Filipe Regêncio, Voz ao Cidadão

Findas as “Duas Sessões”, nome por que é conhecida a reunião anual da Assembleia Popular Nacional e do Comité Nacional da Conferência Consultiva Política do Povo Chinês, inicia-se a “época” das conferências sobre “o espírito das Duas Sessões”, onde certamente se ouvirá falar da “melhoria da eficiência da administração”.

No entanto, a realidade evidencia uma tensão entre as declarações de princípios e os seus reflexos na vida dos cidadãos. Se é verdade que a criação da Conta Única veio melhorar e facilitar, e muito, a relação entre os cidadãos e a administração, é igualmente verdade que a administração continua presa a procedimentos burocráticos e formalistas, que impedem o seu funcionamento eficaz.

Qual a razão para um serviço da administração obrigar um administrado a entregar documentos emitidos por outro serviço da administração? Ou para pedir que seja alterado um documento quando dele não constam os nomes dos outorgantes (ou consta apenas o primeiro e último) mas as assinaturas estão reconhecidas por um notário?

Ou para solicitar várias vezes as mesmas informações ou pedir a confirmação de dados que estão documentalmente comprovados no processo?

Fala-se em transparência e eficiência, mas na prática o cidadão encontra barreiras que tornam a sua vida mais lenta e complexa. É neste ponto que o pragmatismo se torna essencial, pois exige que a administração vá além do discurso e implemente procedimentos simples e eficazes.

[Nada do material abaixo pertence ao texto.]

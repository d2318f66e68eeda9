//! Router state
//!
//! Shared handles passed to the route handlers.

use super::RelayServer;
use crate::directory::SessionDirectory;
use std::sync::Arc;

/// Relay application state
#[derive(Clone)]
pub struct RelayState {
    /// The relay every upgraded connection is handed to
    server: Arc<RelayServer>,
    /// Sessions tracked by id, maintained by the lifecycle handlers
    directory: SessionDirectory,
}

impl RelayState {
    /// Create a new relay state
    pub fn new(server: Arc<RelayServer>, directory: SessionDirectory) -> Self {
        Self { server, directory }
    }

    /// Get the relay server
    pub fn server(&self) -> &Arc<RelayServer> {
        &self.server
    }

    /// Get the session directory
    pub fn directory(&self) -> &SessionDirectory {
        &self.directory
    }
}

impl std::fmt::Debug for RelayState {
    fn fmt(&self, f: &mut std::fmt::Formatter<'_>) -> std::fmt::Result {
        f.debug_struct("RelayState")
            .field("server", &self.server)
            .field("directory", &self.directory)
            .finish()
    }
}
//! Application error types
//!
//! Process-level failures: everything that can stop the relay from starting or serving.

use crate::config::ConfigError;

/// Application-wide error type
#[derive(Debug, thiserror::Error)]
pub enum AppError {
    // Configuration errors
    #[error("Configuration error: {0}")]
    Config(#[from] ConfigError),

    // Listener errors
    #[error("Failed to bind to {addr}: {source}")]
    Bind {
        addr: String,
        #[source]
        source: std::io::Error,
    },

    #[error("Server error: {0}")]
    Server(#[source] std::io::Error),
}

impl AppError {
    /// Get a stable error code for logs
    #[must_use]
    pub fn error_code(&self) -> &'static str {
        match self {
            Self::Config(_) => "CONFIG_ERROR",
            Self::Bind { .. } => "BIND_ERROR",
            Self::Server(_) => "SERVER_ERROR",
        }
    }

    /// Create a bind error for an address
    pub fn bind(addr: impl Into<String>, source: std::io::Error) -> Self {
        Self::Bind {
            addr: addr.into(),
            source,
        }
    }
}

/// Result type alias for application operations
pub type AppResult<T> = Result<T, AppError>;
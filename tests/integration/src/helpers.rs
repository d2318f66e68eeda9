//! Test helpers for integration tests
//!
//! Provides a relay bound to an ephemeral port, an HTTP client for the plain
//! routes, and a WebSocket client wrapper.

use std::collections::HashMap;
use std::net::SocketAddr;
use std::path::PathBuf;
use std::sync::atomic::{AtomicU32, Ordering};
use std::time::Duration;

use anyhow::{Context, Result};
use futures_util::{SinkExt, StreamExt};
use relay_common::RelayConfig;
use relay_gateway::broadcast::{BroadcastConfig, Broadcaster};
use relay_gateway::connection::{ConnectionError, Registry, Session};
use relay_gateway::directory::SessionDirectory;
use relay_gateway::handlers::relay_handlers;
use relay_gateway::server::{create_app, RelayServer, RelayState, ServerOptions};
use reqwest::{Client, Response};
use std::sync::Arc;
use tokio::net::{TcpListener, TcpStream};
use tokio::sync::mpsc;
use tokio::task::JoinHandle;
use tokio_tungstenite::tungstenite::Message;
use tokio_tungstenite::{connect_async, MaybeTlsStream, WebSocketStream};

/// How long a test waits for a frame before giving up
pub const RECV_TIMEOUT: Duration = Duration::from_secs(2);

static DIR_COUNTER: AtomicU32 = AtomicU32::new(0);

/// Why a connection ended, as seen by the on-error callback
#[derive(Debug, Clone, PartialEq, Eq)]
pub enum ObservedError {
    PeerClosed,
    ClosedByServer(u16),
    PayloadTooLarge { size: usize, limit: usize },
    Transport,
}

impl From<&ConnectionError> for ObservedError {
    fn from(error: &ConnectionError) -> Self {
        match error {
            ConnectionError::PeerClosed { .. } => Self::PeerClosed,
            ConnectionError::ClosedByServer { code } => Self::ClosedByServer(*code),
            ConnectionError::PayloadTooLarge { size, limit } => Self::PayloadTooLarge {
                size: *size,
                limit: *limit,
            },
            ConnectionError::Transport(_) => Self::Transport,
        }
    }
}

/// Test server instance that manages lifecycle
pub struct TestServer {
    pub addr: SocketAddr,
    pub client: Client,
    pub state: RelayState,
    pub static_dir: PathBuf,
    errors: mpsc::UnboundedReceiver<ObservedError>,
    _handle: JoinHandle<()>,
}

impl TestServer {
    /// Start a relay with default settings
    pub async fn start() -> Result<Self> {
        Self::start_with(&[]).await
    }

    /// Start a relay with extra `RELAY_*` variables
    pub async fn start_with(vars: &[(&str, &str)]) -> Result<Self> {
        let static_dir = unique_static_dir()?;

        let mut env: HashMap<String, String> = vars
            .iter()
            .map(|(k, v)| ((*k).to_string(), (*v).to_string()))
            .collect();
        env.insert(
            "RELAY_STATIC_DIR".to_string(),
            static_dir.to_string_lossy().into_owned(),
        );

        let config = RelayConfig::from_lookup(|key| env.get(key).cloned())
            .map_err(|e| anyhow::anyhow!("Config error: {}", e))?;

        let (state, errors) = recording_state(&config);
        let app = create_app(state.clone(), &config.relay);

        // Bind to an ephemeral port
        let listener = TcpListener::bind(SocketAddr::from(([127, 0, 0, 1], 0))).await?;
        let addr = listener.local_addr()?;

        let handle = tokio::spawn(async move {
            axum::serve(listener, app).await.ok();
        });

        // Wait for server to be ready
        tokio::time::sleep(Duration::from_millis(50)).await;

        let client = Client::builder().timeout(Duration::from_secs(10)).build()?;

        Ok(Self {
            addr,
            client,
            state,
            static_dir,
            errors,
            _handle: handle,
        })
    }

    /// Get base URL for the server
    pub fn base_url(&self) -> String {
        format!("http://{}", self.addr)
    }

    /// Get the WebSocket URL
    pub fn ws_url(&self) -> String {
        format!("ws://{}/ws", self.addr)
    }

    /// Make a GET request
    pub async fn get(&self, path: &str) -> Result<Response> {
        let url = format!("{}{}", self.base_url(), path);
        Ok(self.client.get(&url).send().await?)
    }

    /// Open a WebSocket and wait until the relay has registered it
    pub async fn connect(&self) -> Result<WsClient> {
        let before = self.session_count();
        let (stream, _) = connect_async(self.ws_url()).await?;

        self.wait_for_sessions(before + 1).await?;

        Ok(WsClient { stream })
    }

    /// Number of sessions the relay currently holds
    pub fn session_count(&self) -> usize {
        self.state.server().session_count()
    }

    /// Poll until the registry and the directory both hold exactly `count` sessions
    pub async fn wait_for_sessions(&self, count: usize) -> Result<()> {
        tokio::time::timeout(RECV_TIMEOUT, async {
            while self.session_count() != count || self.state.directory().len() != count {
                tokio::time::sleep(Duration::from_millis(10)).await;
            }
        })
        .await
        .with_context(|| {
            format!(
                "expected {} sessions, relay holds {}",
                count,
                self.session_count()
            )
        })
    }

    /// Wait for the next reason reported to on-error
    pub async fn next_error(&mut self) -> Result<ObservedError> {
        tokio::time::timeout(RECV_TIMEOUT, self.errors.recv())
            .await
            .context("timed out waiting for on_error")?
            .context("error channel closed")
    }

    /// Write a file into the static directory
    pub fn write_static(&self, name: &str, contents: &str) -> Result<()> {
        std::fs::write(self.static_dir.join(name), contents)?;
        Ok(())
    }
}

impl Drop for TestServer {
    fn drop(&mut self) {
        std::fs::remove_dir_all(&self.static_dir).ok();
    }
}

/// The relay's default wiring, with on-error also reported to the test
fn recording_state(config: &RelayConfig) -> (RelayState, mpsc::UnboundedReceiver<ObservedError>) {
    let broadcaster = Broadcaster::new(Registry::new(), BroadcastConfig::from(&config.relay));
    let directory = SessionDirectory::new();
    let mut handlers = relay_handlers(broadcaster.clone(), directory.clone());

    let (tx, errors) = mpsc::unbounded_channel();
    let relay_on_error = handlers.on_error.clone();
    handlers.on_error = Arc::new(move |session: &Arc<Session>, error: &ConnectionError| {
        let _ = tx.send(ObservedError::from(error));
        relay_on_error(session, error);
    });

    let server = RelayServer::new_shared(broadcaster, handlers, ServerOptions::from(&config.relay));
    (RelayState::new(server, directory), errors)
}

fn unique_static_dir() -> Result<PathBuf> {
    let dir = std::env::temp_dir().join(format!(
        "relay-it-{}-{}",
        std::process::id(),
        DIR_COUNTER.fetch_add(1, Ordering::SeqCst)
    ));
    std::fs::create_dir_all(&dir)?;
    Ok(dir)
}

/// A connected WebSocket client
pub struct WsClient {
    stream: WebSocketStream<MaybeTlsStream<TcpStream>>,
}

impl WsClient {
    /// Send a binary message
    pub async fn send(&mut self, payload: &[u8]) -> Result<()> {
        self.stream.send(Message::Binary(payload.to_vec())).await?;
        Ok(())
    }

    /// Send a text message
    pub async fn send_text(&mut self, text: &str) -> Result<()> {
        self.stream.send(Message::Text(text.to_string())).await?;
        Ok(())
    }

    /// Wait for the next data payload, skipping control frames
    pub async fn recv(&mut self) -> Result<Vec<u8>> {
        loop {
            let message = tokio::time::timeout(RECV_TIMEOUT, self.stream.next())
                .await
                .context("timed out waiting for message")?
                .context("connection ended")??;

            match message {
                Message::Binary(payload) => return Ok(payload),
                Message::Text(text) => return Ok(text.into_bytes()),
                Message::Close(frame) => anyhow::bail!("connection closed: {:?}", frame),
                _ => continue,
            }
        }
    }

    /// Assert that nothing arrives within `wait`
    pub async fn expect_silence(&mut self, wait: Duration) -> Result<()> {
        match tokio::time::timeout(wait, self.stream.next()).await {
            Err(_) => Ok(()),
            Ok(message) => anyhow::bail!("unexpected frame: {:?}", message),
        }
    }

    /// Wait for the relay to end the connection, returning the close code
    ///
    /// Returns `None` when the socket ended without a close frame.
    pub async fn closed(&mut self) -> Result<Option<u16>> {
        loop {
            let next = tokio::time::timeout(RECV_TIMEOUT, self.stream.next())
                .await
                .context("timed out waiting for close")?;

            match next {
                Some(Ok(Message::Close(frame))) => return Ok(frame.map(|f| u16::from(f.code))),
                Some(Ok(_)) => continue,
                Some(Err(_)) | None => return Ok(None),
            }
        }
    }

    /// Close the connection from the client side
    pub async fn close(mut self) -> Result<()> {
        self.stream.close(None).await?;
        Ok(())
    }
}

Já em 1994, no seu livro Administração Aberta, Rogério Soares, que foi coordenador científico e professor na licenciatura em Direito da Universidade de Macau, ensaiava uma resposta a este dilema ao defender que a verdadeira administração aberta não se constrói apenas com discursos, mas com práticas concretas que simplificam procedimentos e fortalecem a confiança pública. O pragmatismo, nesse sentido, é o oposto da simples retórica, traduz os princípios em ações, materializa normas e aproxima a administração dos cidadãos.